§ **What the task requires**:
Each entry, as given, must be output unchanged.

/---

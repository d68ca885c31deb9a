//! Encoded content: text tagged as safe to emit verbatim or needing escaping.
//!
//! Every value a template writes passes through one of these types so that
//! literal markup and composed template output are emitted exactly as given,
//! while values of unknown safety are escaped exactly once.
//!
//! - [`EncodedText`] carries a string plus its safety flag.
//! - [`HtmlString`] is owned text that is already safe.
//! - [`EncodedContent`] is implemented by anything that knows how to write
//!   itself to a sink without further escaping, including rendered templates.

mod escape;


pub use escape::{escape_html, write_encoded, write_escaped};

use crate::config::OutputEncoding;
use crate::error::Result;
use crate::sink::OutputSink;
use std::borrow::Cow;
use std::fmt;

/// Content that writes itself to a sink verbatim.
pub trait EncodedContent: Send + Sync {
    fn write_to(&self, sink: &mut dyn OutputSink) -> Result<()>;
}

/// Owned text that is safe to emit without escaping.
#[derive(Debug, Clone, Default, PartialEq, Eq, Hash)]
pub struct HtmlString(String);

impl HtmlString {
    pub fn new(text: impl Into<String>) -> Self {
        Self(text.into())
    }

    pub fn as_str(&self) -> &str {
        &self.0
    }

    pub fn is_empty(&self) -> bool {
        self.0.is_empty()
    }

    pub fn into_string(self) -> String {
        self.0
    }
}

impl EncodedContent for HtmlString {
    fn write_to(&self, sink: &mut dyn OutputSink) -> Result<()> {
        sink.write_str(&self.0)
    }
}

impl fmt::Display for HtmlString {
    fn fmt(&self, f: &mut fmt::Formatter<'_>) -> fmt::Result {
        f.write_str(&self.0)
    }
}

impl From<String> for HtmlString {
    fn from(text: String) -> Self {
        Self(text)
    }
}

impl From<&str> for HtmlString {
    fn from(text: &str) -> Self {
        Self(text.to_string())
    }
}

/// A string together with whether it may be emitted verbatim.
///
/// Raw text (literal markup, composed output) is always safe. A dynamic value
/// is escaped on emission unless it was explicitly marked safe. An absent
/// dynamic value emits nothing.
#[derive(Debug, Clone, PartialEq, Eq)]
pub struct EncodedText<'a> {
    text: Option<Cow<'a, str>>,
    safe: bool,
}

impl<'a> EncodedText<'a> {
    /// Literal text, never escaped.
    pub fn raw(text: impl Into<Cow<'a, str>>) -> Self {
        Self {
            text: Some(text.into()),
            safe: true,
        }
    }

    /// A dynamic value, escaped on emission. `None` is the absent value.
    pub fn dynamic(text: Option<Cow<'a, str>>) -> Self {
        Self { text, safe: false }
    }

    /// Exempt this value from escaping.
    pub fn mark_safe(self) -> Self {
        Self { safe: true, ..self }
    }

    pub fn is_safe(&self) -> bool {
        self.safe
    }

    /// True for a missing or empty value.
    pub fn is_absent(&self) -> bool {
        self.text.as_deref().is_none_or(str::is_empty)
    }

    /// The unescaped text; empty when absent.
    pub fn as_str(&self) -> &str {
        self.text.as_deref().unwrap_or_default()
    }

    /// Detach from any borrowed text.
    pub fn into_owned(self) -> EncodedText<'static> {
        EncodedText {
            text: self.text.map(|text| Cow::Owned(text.into_owned())),
            safe: self.safe,
        }
    }

    /// Write this content, escaping with `encoding` unless it is safe.
    pub fn emit_to(&self, sink: &mut dyn OutputSink, encoding: OutputEncoding) -> Result<()> {
        let text = self.as_str();
        if text.is_empty() {
            return Ok(());
        }
        if self.safe {
            sink.write_str(text)
        } else {
            write_encoded(sink, text, encoding)
        }
    }
}

impl EncodedContent for EncodedText<'_> {
    fn write_to(&self, sink: &mut dyn OutputSink) -> Result<()> {
        self.emit_to(sink, OutputEncoding::Html)
    }
}
//! In-memory output buffer.

use super::OutputSink;
use crate::error::Result;
use std::fmt;

/// Growable in-memory text buffer.
///
/// This is the default destination owned by every template. Its contents
/// accumulate across render calls and are never reset by the runtime; callers
/// that want a fresh buffer use [`StringBuffer::clear`] explicitly.
#[derive(Debug, Clone, Default, PartialEq, Eq)]
pub struct StringBuffer {
    text: String,
}

impl StringBuffer {
    /// Create an empty buffer.
    pub fn new() -> Self {
        Self::default()
    }

    /// Create an empty buffer with room for `capacity` bytes.
    pub fn with_capacity(capacity: usize) -> Self {
        Self {
            text: String::with_capacity(capacity),
        }
    }

    /// Accumulated text.
    pub fn as_str(&self) -> &str {
        &self.text
    }

    /// Length of the accumulated text in bytes.
    pub fn len(&self) -> usize {
        self.text.len()
    }

    pub fn is_empty(&self) -> bool {
        self.text.is_empty()
    }

    /// Text appended since byte offset `start`.
    pub fn since(&self, start: usize) -> &str {
        &self.text[start..]
    }

    /// Append text directly, bypassing any template.
    pub fn push_str(&mut self, text: &str) {
        self.text.push_str(text);
    }

    /// Discard all accumulated text.
    pub fn clear(&mut self) {
        self.text.clear();
    }

    pub fn into_string(self) -> String {
        self.text
    }
}

impl OutputSink for StringBuffer {
    fn write_str(&mut self, text: &str) -> Result<()> {
        self.text.push_str(text);
        Ok(())
    }
}

impl fmt::Write for StringBuffer {
    fn write_str(&mut self, s: &str) -> fmt::Result {
        self.text.push_str(s);
        Ok(())
    }
}

impl fmt::Display for StringBuffer {
    fn fmt(&self, f: &mut fmt::Formatter<'_>) -> fmt::Result {
        f.write_str(&self.text)
    }
}

impl From<String> for StringBuffer {
    fn from(text: String) -> Self {
        Self { text }
    }
}

impl From<&str> for StringBuffer {
    fn from(text: &str) -> Self {
        Self {
            text: text.to_string(),
        }
    }
}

\---

§ **Answer to this task**:
repository d68ca885c31deb9a
//! Encoded content: text tagged as safe to emit verbatim or needing escaping.
//!
//! Every value a template writes passes through one of these types so that
//! literal markup and composed template output are emitted exactly as given,
//! while values of unknown safety are escaped exactly once.
//!
//! - [`EncodedText`] carries a string plus its safety flag.
//! - [`HtmlString`] is owned text that is already safe.
//! - [`EncodedContent`] is implemented by anything that knows how to write
//!   itself to a sink without further escaping, including rendered templates.

mod escape;


pub use escape::{escape_html, write_encoded, write_escaped};

use crate::config::OutputEncoding;
use crate::error::Result;
use crate::sink::OutputSink;
use std::borrow::Cow;
use std::fmt;

/// Content that writes itself to a sink verbatim.
pub trait EncodedContent: Send + Sync {
    fn write_to(&self, sink: &mut dyn OutputSink) -> Result<()>;
}

/// Owned text that is safe to emit without escaping.
#[derive(Debug, Clone, Default, PartialEq, Eq, Hash)]
pub struct HtmlString(String);

impl HtmlString {
    pub fn new(text: impl Into<String>) -> Self {
        Self(text.into())
    }

    pub fn as_str(&self) -> &str {
        &self.0
    }

    pub fn is_empty(&self) -> bool {
        self.0.is_empty()
    }

    pub fn into_string(self) -> String {
        self.0
    }
}

impl EncodedContent for HtmlString {
    fn write_to(&self, sink: &mut dyn OutputSink) -> Result<()> {
        sink.write_str(&self.0)
    }
}

impl fmt::Display for HtmlString {
    fn fmt(&self, f: &mut fmt::Formatter<'_>) -> fmt::Result {
        f.write_str(&self.0)
    }
}

impl From<String> for HtmlString {
    fn from(text: String) -> Self {
        Self(text)
    }
}

impl From<&str> for HtmlString {
    fn from(text: &str) -> Self {
        Self(text.to_string())
    }
}

/// A string together with whether it may be emitted verbatim.
///
/// Raw text (literal markup, composed output) is always safe. A dynamic value
/// is escaped on emission unless it was explicitly marked safe. An absent
/// dynamic value emits nothing.
#[derive(Debug, Clone, PartialEq, Eq)]
pub struct EncodedText<'a> {
    text: Option<Cow<'a, str>>,
    safe: bool,
}

impl<'a> EncodedText<'a> {
    /// Literal text, never escaped.
    pub fn raw(text: impl Into<Cow<'a, str>>) -> Self {
        Self {
            text: Some(text.into()),
            safe: true,
        }
    }

    /// A dynamic value, escaped on emission. `None` is the absent value.
    pub fn dynamic(text: Option<Cow<'a, str>>) -> Self {
        Self { text, safe: false }
    }

    /// Exempt this value from escaping.
    pub fn mark_safe(self) -> Self {
        Self { safe: true, ..self }
    }

    pub fn is_safe(&self) -> bool {
        self.safe
    }

    /// True for a missing or empty value.
    pub fn is_absent(&self) -> bool {
        self.text.as_deref().is_none_or(str::is_empty)
    }

    /// The unescaped text; empty when absent.
    pub fn as_str(&self) -> &str {
        self.text.as_deref().unwrap_or_default()
    }

    /// Detach from any borrowed text.
    pub fn into_owned(self) -> EncodedText<'static> {
        EncodedText {
            text: self.text.map(|text| Cow::Owned(text.into_owned())),
            safe: self.safe,
        }
    }

    /// Write this content, escaping with `encoding` unless it is safe.
    pub fn emit_to(&self, sink: &mut dyn OutputSink, encoding: OutputEncoding) -> Result<()> {
        let text = self.as_str();
        if text.is_empty() {
            return Ok(());
        }
        if self.safe {
            sink.write_str(text)
        } else {
            write_encoded(sink, text, encoding)
        }
    }
}

impl EncodedContent for EncodedText<'_> {
    fn write_to(&self, sink: &mut dyn OutputSink) -> Result<()> {
        self.emit_to(sink, OutputEncoding::Html)
    }
}
//! In-memory output buffer.

use super::OutputSink;
use crate::error::Result;
use std::fmt;

/// Growable in-memory text buffer.
///
/// This is the default destination owned by every template. Its contents
/// accumulate across render calls and are never reset by the runtime; callers
/// that want a fresh buffer use [`StringBuffer::clear`] explicitly.
#[derive(Debug, Clone, Default, PartialEq, Eq)]
pub struct StringBuffer {
    text: String,
}

impl StringBuffer {
    /// Create an empty buffer.
    pub fn new() -> Self {
        Self::default()
    }

    /// Create an empty buffer with room for `capacity` bytes.
    pub fn with_capacity(capacity: usize) -> Self {
        Self {
            text: String::with_capacity(capacity),
        }
    }

    /// Accumulated text.
    pub fn as_str(&self) -> &str {
        &self.text
    }

    /// Length of the accumulated text in bytes.
    pub fn len(&self) -> usize {
        self.text.len()
    }

    pub fn is_empty(&self) -> bool {
        self.text.is_empty()
    }

    /// Text appended since byte offset `start`.
    pub fn since(&self, start: usize) -> &str {
        &self.text[start..]
    }

    /// Append text directly, bypassing any template.
    pub fn push_str(&mut self, text: &str) {
        self.text.push_str(text);
    }

    /// Discard all accumulated text.
    pub fn clear(&mut self) {
        self.text.clear();
    }

    pub fn into_string(self) -> String {
        self.text
    }
}

impl OutputSink for StringBuffer {
    fn write_str(&mut self, text: &str) -> Result<()> {
        self.text.push_str(text);
        Ok(())
    }
}

impl fmt::Write for StringBuffer {
    fn write_str(&mut self, s: &str) -> fmt::Result {
        self.text.push_str(s);
        Ok(())
    }
}

impl fmt::Display for StringBuffer {
    fn fmt(&self, f: &mut fmt::Formatter<'_>) -> fmt::Result {
        f.write_str(&self.text)
    }
}

impl From<String> for StringBuffer {
    fn from(text: String) -> Self {
        Self { text }
    }
}

impl From<&str> for StringBuffer {
    fn from(text: &str) -> Self {
        Self {
            text: text.to_string(),
        }
    }
}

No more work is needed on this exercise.